Texas Residents Fight Against Chemical Companies
(from August 20, 2002)

Residents of Mission, Texas are fighting for justice against a host of major chemical companies, according to the Abilene Reporter-News. 2,500 people living in Mission are involved in a lawsuit that charges chemical companies with contributing to the deteriorated health of the town. Back in the 1940's, a company called Hayes-Sammons set itself up in Mission to ship in and store pesticides. Soon after Hayes-Sammons moved in, people started getting sick and dying. Although the plant was closed in 1972, residents are still experiencing ill effects.

The people of Mission are demanding retribution from those they believe are responsible: any companies that manufactured chemicals used by Hayes-Sammons. This includes Allied Chemical Corp., Aventis Pharmaceutical, FMC Corp. and Maxus Energy Corp. Attorneys for the defendant companies claim the Mission residents have hardly any evidence for their case. They claim the levels of chemicals found by recent property testing are not high enough to cause such drastic health effects.
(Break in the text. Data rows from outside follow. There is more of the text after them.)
//! Setup failures end the run as `SetupFailed` at the right stage, before any frame
//! wait, and still tear down exactly once.

mod common;

use common::{assert_torn_down, behavior, mock_runner, test_settings};
use pvcam_stall_probe::error::{AllocationError, SetupCause, SetupStage};
use pvcam_stall_probe::report::RunStatus;
use pvcam_stall_probe::sdk::mock::INJECTED_FAILURE;
use pvcam_stall_probe::{ProbeError, Report, TerminalState};
use std::time::Duration;

const LONG_DEADLINE: Duration = Duration::from_secs(5);

#[test]
fn buffer_over_ceiling_fails_before_any_wait() {
    let mut settings = test_settings(200, LONG_DEADLINE);
    settings.buffer_limit_bytes = Some(1024);
    let (sdk, runner) = mock_runner(behavior(|_| {}), settings);

    let outcome = runner.run(1);

    match &outcome.terminal {
        TerminalState::SetupFailed { error, diagnostic } => {
            assert_eq!(error.stage, SetupStage::AllocateBuffer);
            assert!(matches!(
                error.cause,
                SetupCause::Allocation(AllocationError::ExceedsLimit { limit: 1024, .. })
            ));
            assert!(diagnostic.is_none());
        }
        other => panic!("expected setup failure, got {other:?}"),
    }
    assert_eq!(outcome.frames_acquired, 0);
    assert_eq!(outcome.event_stats.consumed, 0);
    assert!(outcome.elapsed < LONG_DEADLINE);

    let stats = sdk.stats();
    assert_eq!(stats.register_calls, 0);
    assert_eq!(stats.start_calls, 0);
    assert_torn_down(&sdk, 1, false);

    let report = Report::from_outcome(&outcome);
    assert_eq!(report.status, RunStatus::SetupFailed);
    assert_eq!(report.failed_stage, Some(SetupStage::AllocateBuffer));
    assert_eq!(report.exit_code(), 2);
}

#[test]
fn zero_frame_size_fails_allocation() {
    let (_sdk, runner) = mock_runner(
        behavior(|b| b.frame_bytes = Some(0)),
        test_settings(10, LONG_DEADLINE),
    );

    let outcome = runner.run(1);

    assert!(matches!(
        &outcome.terminal,
        TerminalState::SetupFailed { error, .. }
            if error.cause == SetupCause::Allocation(AllocationError::ZeroSize)
    ));
}

#[test]
fn injected_failure_at_each_stage_is_reported() {
    let stages = [
        SetupStage::OpenDevice,
        SetupStage::SelectExposureMode,
        SetupStage::SetupAcquisition,
        SetupStage::RegisterCallback,
        SetupStage::StartAcquisition,
    ];

    for stage in stages {
        let (sdk, runner) = mock_runner(
            behavior(|b| b.fail_stage = Some(stage)),
            test_settings(10, LONG_DEADLINE),
        );

        let outcome = runner.run(1);

        match &outcome.terminal {
            TerminalState::SetupFailed { error, diagnostic } => {
                assert_eq!(error.stage, stage);
                let diagnostic = diagnostic.as_ref().expect("SDK diagnostic");
                assert_eq!(diagnostic.code, INJECTED_FAILURE);
            }
            other => panic!("{stage}: expected setup failure, got {other:?}"),
        }
        assert!(outcome.elapsed < LONG_DEADLINE, "{stage} waited for frames");

        // No handle means nothing to abort or close.
        let opened = stage != SetupStage::OpenDevice;
        let registered = stage == SetupStage::StartAcquisition;
        let expected = u64::from(opened);
        let stats = sdk.stats();
        assert_eq!(stats.abort_calls, expected, "{stage}: {stats:?}");
        assert_eq!(stats.close_calls, expected, "{stage}: {stats:?}");
        assert_eq!(
            stats.deregister_calls,
            u64::from(registered),
            "{stage}: {stats:?}"
        );
    }
}

#[test]
fn unknown_camera_fails_at_open() {
    let mut settings = test_settings(10, LONG_DEADLINE);
    settings.camera = "Prime95B".to_string();
    let (sdk, runner) = mock_runner(behavior(|_| {}), settings);

    let outcome = runner.run(1);

    let report = Report::from_outcome(&outcome);
    assert_eq!(report.failed_stage, Some(SetupStage::OpenDevice));
    assert!(report.sdk_error.is_some());
    assert_torn_down(&sdk, 0, false);
}

#[test]
fn setup_failure_maps_to_setup_error() {
    let (_sdk, runner) = mock_runner(
        behavior(|b| b.fail_stage = Some(SetupStage::StartAcquisition)),
        test_settings(10, LONG_DEADLINE),
    );

    match runner.run(1).into_result() {
        Err(ProbeError::Setup(err)) => assert_eq!(err.stage, SetupStage::StartAcquisition),
        other => panic!("expected setup error, got {other:?}"),
    }
}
Current residents remember growing up near the warehouse where pesticides were stored and splashing about in the chemically saturated "rainbow" puddles when it rained. Now they can count off the people who have died from the old neighborhood. One resident, Ramira Barerra, says the deaths were usually the result of liver cancer or lymphoma. Testing of properties located near the former plant showed levels of toxaphene, dieldrin, beta-BCH, heptachlor epoxide, chlordane, 4,4-DDT and 4,4-DDE, all of which can cause liver, kidney or nervous system damage at high concentrations.